It is important to understand that this spreadsheet only sets the initial values of the parameters. It does not place any constraints on the lens to maintain these values. For example, if the focal length of the lens changes during a design, this may change the conjugates and aperture parameters.

The primary wavelength used for analyzing the current lens is shown on the third row of the surface data spreadsheet. If more than one wavelength is used, an asterisk appears on the options button in this row. Clicking on this button invokes the Wavelengths spreadsheet, which allows you to specify which wavelengths OSLO will use for analysis. For a monochromatic application, e.g., a laser, a single wavelength is appropriate. For a polychromatic application, OSLO defines three default wavelengths for its analysis. More can be added by the user.

Wavelengths should be spaced across the wavelength range of interest. They should be entered such that the central wavelength is #1. The remaining wavelengths are given in short-long pairs. For example, in the visible spectrum, the order should be green-blue-red. This will make the chromatic aberrations meaningful. Wavelengths in OSLO are always given in micrometers.

The evaluation routines in OSLO are based on the "current" wavelength, normally set to 1. If the current wavelength is set to some other value, aberrations and (single wavelength) ray-trace analyses will be carried out in that wavelength. If the wavelength used for such an analysis is not wavelength 1, the text output indicates which wavelength was used.

Each wavelength can be assigned a weight, which is used in optimization and in spot diagram analysis routines (rms spot size, MTF, PSF, etc.)

Editing the Wavelengths Spreadsheet is like editing the Surface Data Spreadsheet. Rows or groups of rows are selected, cut, copied, pasted, and inserted in the same way. For example, to reduce the number of wavelengths from 3 to 1, click on row button 2, then click on row button 3. Rows 2 and 3 are now selected. Click on the scissors tool on the tool bar. Only row 1 remains. To insert additional wavelengths, select a row button, then click on the Insert After toolbar icon, or press SHIFT+SPACE to create an additional line, then fill in the required data.

To change wavelengths, click on the wavelength SmartCell. When this cell is selected, you may enter the new wavelength manually, or click on the cell again to display the wavelength options box. This box includes standard wavelengths throughout the range most often used by OSLO.

There are many additional spreadsheets that are used to enter data into OSLO. All of them work according to the principles described for the surface data, paraxial properties, and wavelengths spreadsheets. Most are provided for entering operating conditions, special surface data, or optimization data.

OSLO has a preference, Revert_enable, which allows you to cancel changes made to a lens by a spreadsheet.

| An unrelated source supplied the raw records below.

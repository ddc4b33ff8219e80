//! LMDB key and value codecs.
//!
//! Keys are `path 0x00 name`. Neither part may contain NUL, so byte order
//! of the encoding equals `(path, name)` order of [`FsId`].
//!
//! Values carry an explicit tag byte:
//!
//! ```text
//! tag=0  committed:u8
//! tag=1  committed:u8 data_file:u32be data_lane:u8 meta_file:u32be meta_lane:u8
//! ```

use std::borrow::Cow;

use heed::{BoxedError, BytesDecode, BytesEncode};
use tsfs_shard::FsId;

use crate::{IndexError, LaneRef, LocationRecord};

const TAG_RESERVED: u8 = 0;
const TAG_LANES: u8 = 1;
const LANES_LEN: usize = 12;

pub struct FsIdCodec;

impl<'a> BytesEncode<'a> for FsIdCodec {
    type EItem = FsId;

    fn bytes_encode(id: &'a FsId) -> Result<Cow<'a, [u8]>, BoxedError> {
        let mut key = Vec::with_capacity(id.path().len() + 1 + id.name().len());
        key.extend_from_slice(id.path().as_bytes());
        key.push(0);
        key.extend_from_slice(id.name().as_bytes());
        Ok(Cow::Owned(key))
    }
}

impl<'a> BytesDecode<'a> for FsIdCodec {
    type DItem = FsId;

    fn bytes_decode(bytes: &'a [u8]) -> Result<FsId, BoxedError> {
        let split = bytes
            .iter()
            .position(|&b| b == 0)
            .ok_or_else(|| IndexError::Corrupted("key without separator".into()))?;
        let path = std::str::from_utf8(&bytes[..split])?;
        let name = std::str::from_utf8(&bytes[split + 1..])?;
        Ok(FsId::new(path, name)?)
    }
}

pub struct RecordCodec;

impl<'a> BytesEncode<'a> for RecordCodec {
    type EItem = LocationRecord;

    fn bytes_encode(record: &'a LocationRecord) -> Result<Cow<'a, [u8]>, BoxedError> {
        let mut out = Vec::with_capacity(LANES_LEN);
        match *record {
            LocationRecord::Reserved { committed } => {
                out.push(TAG_RESERVED);
                out.push(u8::from(committed));
            }
            LocationRecord::Lanes {
                committed,
                data,
                meta,
            } => {
                out.push(TAG_LANES);
                out.push(u8::from(committed));
                out.extend_from_slice(&data.file_id.to_be_bytes());
                out.push(data.lane);
                out.extend_from_slice(&meta.file_id.to_be_bytes());
                out.push(meta.lane);
            }
        }
        Ok(Cow::Owned(out))
    }
}

impl<'a> BytesDecode<'a> for RecordCodec {
    type DItem = LocationRecord;

    fn bytes_decode(bytes: &'a [u8]) -> Result<LocationRecord, BoxedError> {
        let corrupted = |what: &str| IndexError::Corrupted(format!("{} record", what));
        let (&tag, rest) = bytes.split_first().ok_or_else(|| corrupted("empty"))?;
        let committed = match rest.first() {
            Some(0) => false,
            Some(1) => true,
            _ => return Err(corrupted("bad committed flag in").into()),
        };
        match tag {
            TAG_RESERVED if bytes.len() == 2 => Ok(LocationRecord::Reserved { committed }),
            TAG_LANES if bytes.len() == LANES_LEN => {
                let u32_at = |i: usize| {
                    u32::from_be_bytes([bytes[i], bytes[i + 1], bytes[i + 2], bytes[i + 3]])
                };
                Ok(LocationRecord::Lanes {
                    committed,
                    data: LaneRef::new(u32_at(2), bytes[6]),
                    meta: LaneRef::new(u32_at(7), bytes[11]),
                })
            }
            TAG_RESERVED | TAG_LANES => Err(corrupted("truncated").into()),
            _ => Err(corrupted("unknown tag in").into()),
        }
    }
}

#[cfg(test)]
mod tests {
    use super::*;

    fn encode_key(id: &FsId) -> Vec<u8> {
        FsIdCodec::bytes_encode(id).unwrap().into_owned()
    }

    #[test]
    fn test_key_order_matches_id_order() {
        let mut ids: Vec<FsId> = ["/a/z", "/a/b/a", "/a/zz", "/ab/a", "/b"]
            .iter()
            .map(|s| s.parse().unwrap())
            .collect();
        let mut by_key = ids.clone();
        ids.sort();
        by_key.sort_by_key(encode_key);
        assert_eq!(ids, by_key);
    }

    #[test]
    fn test_key_decode() {
        let id: FsId = "/pa/pdc/kic9".parse().unwrap();
        let key = encode_key(&id);
        assert_eq!(FsIdCodec::bytes_decode(&key).unwrap(), id);
        assert!(FsIdCodec::bytes_decode(b"/pa").is_err());
    }

    #[test]
    fn test_record_layout() {
        let rec = LocationRecord::Lanes {
            committed: true,
            data: LaneRef::new(0x01020304, 7),
            meta: LaneRef::new(9, 63),
        };
        let bytes = RecordCodec::bytes_encode(&rec).unwrap();
        assert_eq!(&bytes[..], &[1, 1, 1, 2, 3, 4, 7, 0, 0, 0, 9, 63]);
        assert_eq!(RecordCodec::bytes_decode(&bytes).unwrap(), rec);

        let reserved = LocationRecord::Reserved { committed: false };
        let bytes = RecordCodec::bytes_encode(&reserved).unwrap();
        assert_eq!(&bytes[..], &[0, 0]);
        assert_eq!(RecordCodec::bytes_decode(&bytes).unwrap(), reserved);
    }

    #[test]
    fn test_record_rejects_garbage() {
        assert!(RecordCodec::bytes_decode(&[]).is_err());
        assert!(RecordCodec::bytes_decode(&[1, 1, 0]).is_err());
        assert!(RecordCodec::bytes_decode(&[9, 0]).is_err());
        assert!(RecordCodec::bytes_decode(&[0, 5]).is_err());
    }
}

If this preference is set, whenever you exit a spreadsheet by clicking Cancel, a confirmation box will appear asking you to confirm that you want to revert to the state that the lens was in when you entered the spreadsheet.

Note that the normal response to this box is Yes.

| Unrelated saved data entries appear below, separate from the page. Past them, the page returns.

//! Per-identifier view of allocated storage.

use std::fs::{File, OpenOptions};
use std::io;

use tsfs_index::{LmdbIndex, OrderedIndex};
use tsfs_shard::FsId;

use crate::{LaneAddressSpace, NonContiguousFile, Result, StorageAllocator};

/// An identifier bound to its data and metadata lanes.
///
/// Borrows the allocator that produced it; all state changes go through
/// that allocator.
pub struct StorageHandle<'a, I: OrderedIndex = LmdbIndex> {
    allocator: &'a StorageAllocator<I>,
    id: FsId,
    data: LaneAddressSpace,
    meta: LaneAddressSpace,
}

impl<I: OrderedIndex> std::fmt::Debug for StorageHandle<'_, I> {
    fn fmt(&self, f: &mut std::fmt::Formatter<'_>) -> std::fmt::Result {
        f.debug_struct("StorageHandle")
            .field("id", &self.id)
            .field("data", &self.data)
            .field("meta", &self.meta)
            .finish()
    }
}

impl<'a, I: OrderedIndex> StorageHandle<'a, I> {
    pub(crate) fn new(
        allocator: &'a StorageAllocator<I>,
        id: FsId,
        data: LaneAddressSpace,
        meta: LaneAddressSpace,
    ) -> Self {
        Self {
            allocator,
            id,
            data,
            meta,
        }
    }

    pub fn id(&self) -> &FsId {
        &self.id
    }

    pub fn data_space(&self) -> &LaneAddressSpace {
        &self.data
    }

    pub fn meta_space(&self) -> &LaneAddressSpace {
        &self.meta
    }

    /// Stream over the data lane. Its length is whatever the container
    /// file backs.
    pub fn data_stream(&self) -> Result<NonContiguousFile<LaneAddressSpace>> {
        let file = open_container(&self.data)?;
        Ok(NonContiguousFile::new(file, self.data.clone(), false)?)
    }

    /// Stream over the metadata lane, with its length stored in the lane.
    pub fn metadata_stream(&self) -> Result<NonContiguousFile<LaneAddressSpace>> {
        let file = open_container(&self.meta)?;
        Ok(NonContiguousFile::new(file, self.meta.clone(), true)?)
    }

    pub fn is_provisional(&self) -> Result<bool> {
        self.allocator.is_provisional(&self.id)
    }

    pub fn commit(&self) -> Result<()> {
        self.allocator.mark_persistent(std::slice::from_ref(&self.id))
    }

    /// A hard delete forgets the identifier; a soft delete makes it
    /// provisional again so a later commit restores it.
    pub fn delete(&self, hard: bool) -> Result<()> {
        if hard {
            self.allocator.remove(&self.id)?;
            Ok(())
        } else {
            self.allocator.set_provisional(&self.id, true)
        }
    }

    /// Forget the identifier, leaving its bytes for garbage collection.
    pub fn release(self) -> Result<()> {
        self.allocator.remove(&self.id)?;
        Ok(())
    }
}

fn open_container(space: &LaneAddressSpace) -> io::Result<File> {
    OpenOptions::new()
        .read(true)
        .write(true)
        .create(true)
        .truncate(false)
        .open(space.file())
}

The main function of the Gaussian beam spreadsheet is to study the propagation of Gaussian beams through a lens system. You can enter any two independent variables from the set of spot size, waist size, waist location and wavefront radius, and the program will automatically compute all the remaining data and update the display. In addition, you can click on a button in the spreadsheet to draw an anisotropic picture of the beam propagating through the system.

The Gaussian beam spreadsheet can be used for laser cavity analysis and design by making the object surface one of the mirrors and the image surface the other mirror. Then, by setting the object wavefront radius equal to the first mirror radius, the object spot size can be varied until the wavefront radius on the image surface matches the radius of the other mirror. This is the condition required for the Gaussian beam to be a mode of the cavity.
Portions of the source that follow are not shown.